There's a local variable of an interface type, so at the end of this method, the compiler automatically generates some teardown code (which checks to see if the reference is nil, and if not, calls Intf2._Release). So what happens with that teardown code in each of those four conditions?

  1. When X returns and its teardown code executes, Intf2 is nil. Everything runs successfully.
  2. When the teardown code executes, Intf2 is a garbage value, but is not nil. So _Release gets called, and... boom! Virtual method call on a garbage value. If you're lucky, this would result in an Access Violation. More likely, we're talking "Do you want to send this error report to Microsoft?" and an infinite series of exception messages, until you finally get fed up and kill the process.
  3. The specs say that QueryInterface should increment the refcount of the object it's returning. If a QueryInterface doesn't do that, then it would return an object with a refcount of zero. When our perfectly reasonable code calls DoSomething, the refcount gets incremented to one, and when DoSomething returns, the refcount gets decremented — to zero, so the object frees itself. Then we get to the finalization code. Calling a virtual method on a freed object isn't really any better than calling a virtual method on a garbage reference, so — boom!
  4. When X returns and its teardown code executes, Intf2 is non-nil, so its _Release gets called. The object's refcount gets decremented to zero, and it gets freed. But we never called DoSomething, because QueryInterface claimed that it wasn't returning a reference.

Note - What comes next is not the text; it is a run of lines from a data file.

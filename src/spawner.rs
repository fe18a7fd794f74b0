/// Timed entity factories.
///
/// Two periodic timers drive the game: one spawns enemies, the other makes
/// the hero fire a volley. Timers advance from elapsed frame time, never
/// from the input queue.

use std::time::Duration;

use rand::Rng;
use tracing::debug;

use crate::config::GameConfig;
use crate::entities::{Entity, Role, Size};

/// Accumulates elapsed time and fires once the period is reached.
///
/// The accumulator resets to zero on firing, so a stalled frame that spans
/// several periods still produces a single firing.
#[derive(Clone, Debug, PartialEq)]
pub struct PeriodicTimer {
    period: Duration,
    elapsed: Duration,
}

impl PeriodicTimer {
    pub fn new(period: Duration) -> Self {
        Self { period, elapsed: Duration::ZERO }
    }

    pub fn elapsed(&self) -> Duration {
        self.elapsed
    }

    /// Add `dt` and report whether the timer fired.
    pub fn advance(&mut self, dt: Duration) -> bool {
        self.elapsed = self.elapsed.saturating_add(dt);
        if self.elapsed >= self.period {
            self.elapsed = Duration::ZERO;
            true
        } else {
            false
        }
    }
}

/// Which timers fired during one `Spawner::advance`.
#[derive(Clone, Copy, Debug, Default, PartialEq, Eq)]
pub struct Firings {
    pub spawn_enemy: bool,
    pub hero_fire: bool,
}

#[derive(Clone, Debug)]
pub struct Spawner {
    enemy_timer: PeriodicTimer,
    fire_timer: PeriodicTimer,
}

impl Spawner {
    pub fn new(config: &GameConfig) -> Self {
        Self {
            enemy_timer: PeriodicTimer::new(config.enemy_period),
            fire_timer: PeriodicTimer::new(config.fire_period),
        }
    }

    pub fn advance(&mut self, dt: Duration) -> Firings {
        Firings {
            spawn_enemy: self.enemy_timer.advance(dt),
            hero_fire: self.fire_timer.advance(dt),
        }
    }
}

// ── Factories ────────────────────────────────────────────────────────────────

/// A new enemy just above the screen at a random column with a random speed.
pub fn spawn_enemy(config: &GameConfig, size: Size, rng: &mut impl Rng) -> Entity {
    let speed = rng.gen_range(config.enemy_speed.clone());
    let max_x = (config.screen.width - size.width).max(0);
    let x = rng.gen_range(0..=max_x);

    let mut enemy = Entity::new(Role::Enemy, size, x, 0, speed);
    enemy.set_bottom(0);
    debug!(x, speed, "enemy spawned");
    enemy
}

/// The hero's volley: `volley_size` bullets stacked upward from the hero's
/// top edge, each `bullet_gap` pixels above the previous one.
pub fn fire_volley(hero: &Entity, config: &GameConfig, size: Size) -> Vec<Entity> {
    let volley: Vec<Entity> = (0..config.volley_size)
        .map(|i| {
            let mut bullet = Entity::new(Role::Bullet, size, 0, 0, config.bullet_speed);
            bullet.set_bottom(hero.top() - i as i32 * config.bullet_gap);
            bullet.set_center_x(hero.center_x());
            bullet
        })
        .collect();
    debug!(count = volley.len(), x = hero.center_x(), "hero fired");
    volley
}

/// The two background tiles, stacked so their scroll is seamless.
pub fn backgrounds(config: &GameConfig, size: Size) -> [Entity; 2] {
    [
        Entity::new(Role::Background, size, 0, 0, config.background_speed),
        Entity::new(Role::Background, size, 0, -size.height, config.background_speed),
    ]
}

/// The hero, horizontally centred and raised off the bottom edge.
pub fn hero(config: &GameConfig, size: Size) -> Entity {
    let mut hero = Entity::new(Role::Hero, size, 0, 0, 0);
    hero.set_center_x(config.screen.center_x());
    hero.set_bottom(config.screen.height - config.hero_bottom_margin);
    hero
}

Cases #2 and #3 are wrong in painfully, immediately obvious ways. If somebody actually implemented a QueryInterface that way, they would find out about it, real quick, because all the code that used their object would crash in a hurry.

That leaves us with case #1, which makes perfect sense, and case #4, which is ridiculous — but still possible. Code could implement QueryInterface to return a valid reference, but still return E_NOINTERFACE. That's just screwy, and it's not what the specs say you should do, but it could happen.

I suspect that there's some C++ code out there that wouldn't bother to call Release if they'd been told they weren't getting anything back. But that would lead to a memory leak, not a crash. So it's possible that there's some otherwise-valid QueryInterface code out there, somewhere, that implements case #4. It would be stupid, but it probably wouldn't be immediately obvious.

Sigh. My variant-to-interface code assumes case #1. It will do the wrong thing in case #4; namely, it will return the interface that QueryInterface lied and said it didn't have. And if QueryInterface is already lying to you, it's entirely possible that the interface it's returning is the wrong type. Then you get back into the virtual-method-calls-on-garbage-values thing. Ack.

Okay, here's the bottom line. If you use a reasonable programming language (like Delphi), and you use the built-in QueryInterface stuff that's already been written for you and doesn't have evil bugs like case #4, then you can use my variant-to-interface code without modification. It'll be safe (I just checked; TInterfacedObject.QueryInterface implements case #1, as all reasonable QueryInterfaces should). But if you're dealing with COM objects from unknown sources, or if you just like to be cautious, you may want to take a look at the revised code Sebastian posted. It shouldn't be necessary, but if you ever end up dealing with a pathological QueryInterface, the extra checking may be safer.

Moral: Don't design stupid APIs that return the same information twice!